PROMPT - Only lines with the string "offset" are wanted. Pull them out of the data.
##########
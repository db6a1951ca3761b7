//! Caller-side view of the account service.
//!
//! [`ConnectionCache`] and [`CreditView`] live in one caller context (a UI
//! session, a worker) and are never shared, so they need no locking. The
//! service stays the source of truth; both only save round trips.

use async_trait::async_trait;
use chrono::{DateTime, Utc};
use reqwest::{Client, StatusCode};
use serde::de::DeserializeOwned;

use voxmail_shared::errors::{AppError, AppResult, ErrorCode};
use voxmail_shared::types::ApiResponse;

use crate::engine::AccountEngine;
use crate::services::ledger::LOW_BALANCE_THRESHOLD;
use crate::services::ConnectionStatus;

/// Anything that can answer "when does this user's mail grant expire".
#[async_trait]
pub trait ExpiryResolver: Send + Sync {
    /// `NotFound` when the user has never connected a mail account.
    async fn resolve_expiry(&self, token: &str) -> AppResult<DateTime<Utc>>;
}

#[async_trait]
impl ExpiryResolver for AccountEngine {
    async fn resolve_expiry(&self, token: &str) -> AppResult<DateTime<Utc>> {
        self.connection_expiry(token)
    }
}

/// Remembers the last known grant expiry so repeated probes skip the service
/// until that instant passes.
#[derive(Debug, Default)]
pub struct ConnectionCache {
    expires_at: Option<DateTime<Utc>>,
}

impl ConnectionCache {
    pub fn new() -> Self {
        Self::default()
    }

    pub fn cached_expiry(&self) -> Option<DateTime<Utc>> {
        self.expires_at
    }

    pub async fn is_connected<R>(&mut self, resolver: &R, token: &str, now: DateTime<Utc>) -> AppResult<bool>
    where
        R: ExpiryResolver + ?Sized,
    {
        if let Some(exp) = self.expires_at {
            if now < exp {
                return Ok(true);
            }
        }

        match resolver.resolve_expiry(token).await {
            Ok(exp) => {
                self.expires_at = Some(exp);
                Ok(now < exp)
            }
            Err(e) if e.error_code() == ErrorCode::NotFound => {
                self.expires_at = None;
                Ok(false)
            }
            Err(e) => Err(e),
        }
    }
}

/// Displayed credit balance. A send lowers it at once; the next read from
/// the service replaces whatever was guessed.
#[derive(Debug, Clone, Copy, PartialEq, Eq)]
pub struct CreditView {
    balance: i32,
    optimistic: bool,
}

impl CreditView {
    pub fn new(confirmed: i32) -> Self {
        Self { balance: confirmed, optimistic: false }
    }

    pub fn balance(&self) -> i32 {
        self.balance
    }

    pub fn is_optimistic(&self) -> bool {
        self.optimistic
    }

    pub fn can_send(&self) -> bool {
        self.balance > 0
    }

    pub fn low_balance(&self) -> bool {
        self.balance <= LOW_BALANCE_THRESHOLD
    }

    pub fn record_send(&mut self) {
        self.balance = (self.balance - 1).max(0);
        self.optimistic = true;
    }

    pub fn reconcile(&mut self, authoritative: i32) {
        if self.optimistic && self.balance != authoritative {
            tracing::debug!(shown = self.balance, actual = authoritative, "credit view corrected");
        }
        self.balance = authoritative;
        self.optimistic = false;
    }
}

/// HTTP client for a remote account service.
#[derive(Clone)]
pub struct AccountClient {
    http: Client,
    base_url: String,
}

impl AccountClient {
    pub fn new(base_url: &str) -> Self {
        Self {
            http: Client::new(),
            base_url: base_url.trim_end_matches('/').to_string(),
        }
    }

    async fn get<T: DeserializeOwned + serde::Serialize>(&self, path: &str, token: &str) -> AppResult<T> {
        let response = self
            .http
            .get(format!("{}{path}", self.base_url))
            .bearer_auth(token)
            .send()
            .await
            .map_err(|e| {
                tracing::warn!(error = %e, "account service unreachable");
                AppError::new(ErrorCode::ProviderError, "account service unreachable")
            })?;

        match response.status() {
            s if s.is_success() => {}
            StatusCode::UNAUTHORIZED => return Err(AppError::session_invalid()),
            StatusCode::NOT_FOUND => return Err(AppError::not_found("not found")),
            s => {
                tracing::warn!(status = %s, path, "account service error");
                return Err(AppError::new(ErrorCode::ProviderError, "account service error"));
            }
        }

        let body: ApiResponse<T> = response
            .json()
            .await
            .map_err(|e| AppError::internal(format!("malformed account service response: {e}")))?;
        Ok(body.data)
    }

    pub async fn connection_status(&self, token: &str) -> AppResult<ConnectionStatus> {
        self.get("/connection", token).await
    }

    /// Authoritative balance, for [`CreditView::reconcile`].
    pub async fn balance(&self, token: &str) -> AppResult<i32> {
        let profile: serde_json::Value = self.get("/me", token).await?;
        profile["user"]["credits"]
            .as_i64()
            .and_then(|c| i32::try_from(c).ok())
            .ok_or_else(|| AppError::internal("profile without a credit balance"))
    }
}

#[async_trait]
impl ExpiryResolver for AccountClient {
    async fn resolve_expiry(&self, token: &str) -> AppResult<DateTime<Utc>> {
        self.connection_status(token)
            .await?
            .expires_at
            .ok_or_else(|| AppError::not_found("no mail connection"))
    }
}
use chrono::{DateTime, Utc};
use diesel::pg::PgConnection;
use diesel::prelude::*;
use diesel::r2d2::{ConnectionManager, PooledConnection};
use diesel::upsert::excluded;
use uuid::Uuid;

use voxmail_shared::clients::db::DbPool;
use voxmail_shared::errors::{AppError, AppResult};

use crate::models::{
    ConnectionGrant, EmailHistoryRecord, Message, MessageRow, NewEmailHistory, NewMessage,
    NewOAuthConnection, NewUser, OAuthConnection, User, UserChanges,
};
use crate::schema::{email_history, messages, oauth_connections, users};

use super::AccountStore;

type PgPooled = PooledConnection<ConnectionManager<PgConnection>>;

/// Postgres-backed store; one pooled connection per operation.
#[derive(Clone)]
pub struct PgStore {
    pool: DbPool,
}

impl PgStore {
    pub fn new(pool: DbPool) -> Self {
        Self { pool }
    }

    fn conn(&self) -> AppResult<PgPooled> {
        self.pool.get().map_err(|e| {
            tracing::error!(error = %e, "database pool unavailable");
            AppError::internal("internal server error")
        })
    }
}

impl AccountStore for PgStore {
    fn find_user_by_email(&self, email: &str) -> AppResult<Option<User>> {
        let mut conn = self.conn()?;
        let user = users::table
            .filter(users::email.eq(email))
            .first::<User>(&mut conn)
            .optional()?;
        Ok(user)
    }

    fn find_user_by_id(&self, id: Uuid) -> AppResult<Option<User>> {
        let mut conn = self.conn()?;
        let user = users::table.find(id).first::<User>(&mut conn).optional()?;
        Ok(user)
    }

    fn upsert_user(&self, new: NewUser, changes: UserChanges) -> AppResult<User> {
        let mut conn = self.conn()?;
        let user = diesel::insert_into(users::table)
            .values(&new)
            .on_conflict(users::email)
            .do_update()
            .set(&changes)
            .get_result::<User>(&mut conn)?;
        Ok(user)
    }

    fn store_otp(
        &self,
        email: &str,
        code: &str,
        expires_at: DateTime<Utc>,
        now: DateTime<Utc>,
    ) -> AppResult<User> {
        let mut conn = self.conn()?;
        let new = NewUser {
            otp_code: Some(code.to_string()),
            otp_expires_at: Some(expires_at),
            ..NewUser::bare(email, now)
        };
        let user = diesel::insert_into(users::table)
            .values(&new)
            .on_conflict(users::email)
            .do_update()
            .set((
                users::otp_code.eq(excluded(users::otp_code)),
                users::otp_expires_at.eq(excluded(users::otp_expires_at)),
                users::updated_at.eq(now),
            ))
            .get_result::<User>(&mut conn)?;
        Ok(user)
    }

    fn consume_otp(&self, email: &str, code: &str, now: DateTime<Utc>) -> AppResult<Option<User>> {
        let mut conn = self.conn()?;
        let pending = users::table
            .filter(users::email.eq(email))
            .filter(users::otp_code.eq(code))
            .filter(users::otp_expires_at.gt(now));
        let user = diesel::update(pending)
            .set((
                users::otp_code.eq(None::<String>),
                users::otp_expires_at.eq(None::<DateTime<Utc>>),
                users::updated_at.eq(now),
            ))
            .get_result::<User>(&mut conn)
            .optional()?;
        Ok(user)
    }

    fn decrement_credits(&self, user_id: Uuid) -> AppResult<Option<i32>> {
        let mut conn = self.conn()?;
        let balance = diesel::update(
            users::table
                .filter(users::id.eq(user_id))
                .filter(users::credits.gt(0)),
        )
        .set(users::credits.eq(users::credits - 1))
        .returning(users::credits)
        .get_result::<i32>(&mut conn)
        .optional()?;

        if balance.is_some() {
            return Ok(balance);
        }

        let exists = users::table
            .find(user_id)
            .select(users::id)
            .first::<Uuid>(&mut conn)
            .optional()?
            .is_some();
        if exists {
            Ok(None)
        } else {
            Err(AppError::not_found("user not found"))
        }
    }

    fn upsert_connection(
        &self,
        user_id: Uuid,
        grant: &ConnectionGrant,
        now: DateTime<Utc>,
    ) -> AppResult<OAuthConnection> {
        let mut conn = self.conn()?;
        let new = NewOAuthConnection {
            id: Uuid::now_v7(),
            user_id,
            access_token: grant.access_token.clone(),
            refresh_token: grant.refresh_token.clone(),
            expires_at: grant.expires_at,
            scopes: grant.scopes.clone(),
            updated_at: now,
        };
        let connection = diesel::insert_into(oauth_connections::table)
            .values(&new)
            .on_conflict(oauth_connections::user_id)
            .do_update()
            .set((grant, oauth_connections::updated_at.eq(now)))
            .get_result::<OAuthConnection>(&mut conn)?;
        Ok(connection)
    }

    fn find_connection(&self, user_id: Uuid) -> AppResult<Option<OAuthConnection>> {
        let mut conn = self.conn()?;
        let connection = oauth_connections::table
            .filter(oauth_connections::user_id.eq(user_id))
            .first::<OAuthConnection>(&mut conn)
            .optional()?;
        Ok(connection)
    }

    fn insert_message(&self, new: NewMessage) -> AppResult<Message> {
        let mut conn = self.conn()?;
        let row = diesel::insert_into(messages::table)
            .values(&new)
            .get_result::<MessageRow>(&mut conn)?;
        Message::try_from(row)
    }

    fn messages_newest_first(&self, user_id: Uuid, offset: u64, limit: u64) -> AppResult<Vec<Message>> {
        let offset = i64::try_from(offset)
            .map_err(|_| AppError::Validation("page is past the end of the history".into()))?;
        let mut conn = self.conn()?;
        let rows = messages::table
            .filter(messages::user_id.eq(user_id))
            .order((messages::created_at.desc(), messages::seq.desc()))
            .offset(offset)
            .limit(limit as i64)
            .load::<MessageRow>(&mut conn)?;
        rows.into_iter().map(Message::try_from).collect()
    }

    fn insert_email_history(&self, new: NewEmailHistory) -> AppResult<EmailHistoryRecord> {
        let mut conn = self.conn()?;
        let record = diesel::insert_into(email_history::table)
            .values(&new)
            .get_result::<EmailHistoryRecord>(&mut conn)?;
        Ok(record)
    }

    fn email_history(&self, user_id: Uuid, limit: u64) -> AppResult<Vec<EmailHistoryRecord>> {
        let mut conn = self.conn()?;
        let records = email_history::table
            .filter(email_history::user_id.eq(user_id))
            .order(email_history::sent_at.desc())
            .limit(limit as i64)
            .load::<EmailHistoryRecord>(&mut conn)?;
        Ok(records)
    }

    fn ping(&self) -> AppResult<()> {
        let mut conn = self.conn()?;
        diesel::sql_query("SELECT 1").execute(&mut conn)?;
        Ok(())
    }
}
##########
TASK OUTPUT -
    fn messages_newest_first(&self, user_id: Uuid, offset: u64, limit: u64) -> AppResult<Vec<Message>> {
        let offset = i64::try_from(offset)
            .offset(offset)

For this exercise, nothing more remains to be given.